◆ **Work to complete**:
Please state how many lines of the records hold the string "RestLabel", giving nothing but the number.

(Records from a data collection)
#####

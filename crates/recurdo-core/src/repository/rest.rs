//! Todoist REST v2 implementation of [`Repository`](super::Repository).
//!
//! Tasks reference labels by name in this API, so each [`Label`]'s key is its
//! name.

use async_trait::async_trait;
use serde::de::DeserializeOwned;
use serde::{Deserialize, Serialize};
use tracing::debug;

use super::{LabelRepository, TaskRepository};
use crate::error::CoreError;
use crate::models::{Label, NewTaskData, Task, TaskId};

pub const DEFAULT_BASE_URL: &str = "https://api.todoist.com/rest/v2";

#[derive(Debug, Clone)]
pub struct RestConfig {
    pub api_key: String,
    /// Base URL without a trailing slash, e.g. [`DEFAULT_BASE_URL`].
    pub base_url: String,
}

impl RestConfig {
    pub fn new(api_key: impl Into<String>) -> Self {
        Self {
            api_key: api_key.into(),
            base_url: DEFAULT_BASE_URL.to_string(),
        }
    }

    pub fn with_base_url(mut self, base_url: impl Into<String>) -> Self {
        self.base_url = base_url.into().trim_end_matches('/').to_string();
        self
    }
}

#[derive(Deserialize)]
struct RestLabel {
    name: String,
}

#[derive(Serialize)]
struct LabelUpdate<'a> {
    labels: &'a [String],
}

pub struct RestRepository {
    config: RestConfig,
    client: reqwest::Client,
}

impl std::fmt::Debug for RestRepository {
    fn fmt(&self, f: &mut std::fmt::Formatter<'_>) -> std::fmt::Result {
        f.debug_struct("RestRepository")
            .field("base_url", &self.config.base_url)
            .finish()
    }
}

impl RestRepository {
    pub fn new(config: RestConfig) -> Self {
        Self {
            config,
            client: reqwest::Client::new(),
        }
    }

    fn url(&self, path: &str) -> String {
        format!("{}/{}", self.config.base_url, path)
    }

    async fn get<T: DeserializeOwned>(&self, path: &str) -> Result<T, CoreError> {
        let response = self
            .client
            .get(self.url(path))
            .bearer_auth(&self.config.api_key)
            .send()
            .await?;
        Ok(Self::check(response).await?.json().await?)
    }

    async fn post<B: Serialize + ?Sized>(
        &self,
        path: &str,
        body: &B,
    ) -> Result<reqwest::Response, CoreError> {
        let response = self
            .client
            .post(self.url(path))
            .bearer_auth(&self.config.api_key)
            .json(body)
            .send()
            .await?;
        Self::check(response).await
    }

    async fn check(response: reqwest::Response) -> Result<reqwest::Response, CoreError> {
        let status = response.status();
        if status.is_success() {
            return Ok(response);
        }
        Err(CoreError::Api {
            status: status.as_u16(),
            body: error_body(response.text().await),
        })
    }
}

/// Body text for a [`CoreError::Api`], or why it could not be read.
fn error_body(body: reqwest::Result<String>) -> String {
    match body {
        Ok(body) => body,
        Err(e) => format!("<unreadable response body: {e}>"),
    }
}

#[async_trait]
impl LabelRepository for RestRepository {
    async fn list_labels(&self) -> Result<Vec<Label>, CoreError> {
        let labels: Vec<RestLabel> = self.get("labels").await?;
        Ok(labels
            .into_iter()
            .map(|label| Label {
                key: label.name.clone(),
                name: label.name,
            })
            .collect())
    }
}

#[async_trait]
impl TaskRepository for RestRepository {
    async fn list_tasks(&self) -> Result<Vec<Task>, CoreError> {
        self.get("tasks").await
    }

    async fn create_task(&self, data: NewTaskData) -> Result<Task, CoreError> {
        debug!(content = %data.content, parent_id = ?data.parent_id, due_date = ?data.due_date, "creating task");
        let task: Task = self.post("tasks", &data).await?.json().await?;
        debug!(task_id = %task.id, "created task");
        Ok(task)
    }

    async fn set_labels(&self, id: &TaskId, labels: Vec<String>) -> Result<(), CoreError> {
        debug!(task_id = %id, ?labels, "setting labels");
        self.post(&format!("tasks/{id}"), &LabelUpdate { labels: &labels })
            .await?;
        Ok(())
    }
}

#####

◆ **Answer to this task**:
2